(Collected data)
——————

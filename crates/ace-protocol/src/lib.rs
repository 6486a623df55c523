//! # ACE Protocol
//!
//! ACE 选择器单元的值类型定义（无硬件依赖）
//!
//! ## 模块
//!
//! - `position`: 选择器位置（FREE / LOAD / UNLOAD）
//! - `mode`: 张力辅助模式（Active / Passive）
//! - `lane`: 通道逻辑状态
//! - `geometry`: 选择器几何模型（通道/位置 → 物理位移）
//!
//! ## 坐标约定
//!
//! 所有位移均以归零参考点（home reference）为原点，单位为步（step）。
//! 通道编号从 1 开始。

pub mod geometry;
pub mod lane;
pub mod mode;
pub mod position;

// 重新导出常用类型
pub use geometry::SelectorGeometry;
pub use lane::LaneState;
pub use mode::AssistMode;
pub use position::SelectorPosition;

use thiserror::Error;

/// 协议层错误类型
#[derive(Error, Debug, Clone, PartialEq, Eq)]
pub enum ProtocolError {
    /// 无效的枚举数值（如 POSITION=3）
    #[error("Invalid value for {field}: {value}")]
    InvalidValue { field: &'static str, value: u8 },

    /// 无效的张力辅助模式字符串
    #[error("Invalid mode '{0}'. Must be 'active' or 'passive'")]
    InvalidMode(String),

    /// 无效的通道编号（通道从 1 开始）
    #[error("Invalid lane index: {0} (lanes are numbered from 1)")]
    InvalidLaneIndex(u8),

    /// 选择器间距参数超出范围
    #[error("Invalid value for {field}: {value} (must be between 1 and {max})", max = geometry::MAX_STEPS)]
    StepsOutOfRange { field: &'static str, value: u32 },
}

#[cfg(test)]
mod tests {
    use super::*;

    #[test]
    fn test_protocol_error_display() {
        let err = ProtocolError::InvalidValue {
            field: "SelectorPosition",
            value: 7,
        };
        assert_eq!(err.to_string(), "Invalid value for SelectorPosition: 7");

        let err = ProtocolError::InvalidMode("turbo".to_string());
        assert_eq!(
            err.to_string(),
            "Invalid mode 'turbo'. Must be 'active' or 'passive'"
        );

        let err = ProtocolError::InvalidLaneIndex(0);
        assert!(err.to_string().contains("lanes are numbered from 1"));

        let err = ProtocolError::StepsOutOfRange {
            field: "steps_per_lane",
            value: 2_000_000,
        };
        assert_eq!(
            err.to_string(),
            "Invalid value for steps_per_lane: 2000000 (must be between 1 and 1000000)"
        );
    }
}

——————

## Exercise description:
In the entries above, how many lines contain the word "ProtocolError"? Provide the number alone.

## Reply:
5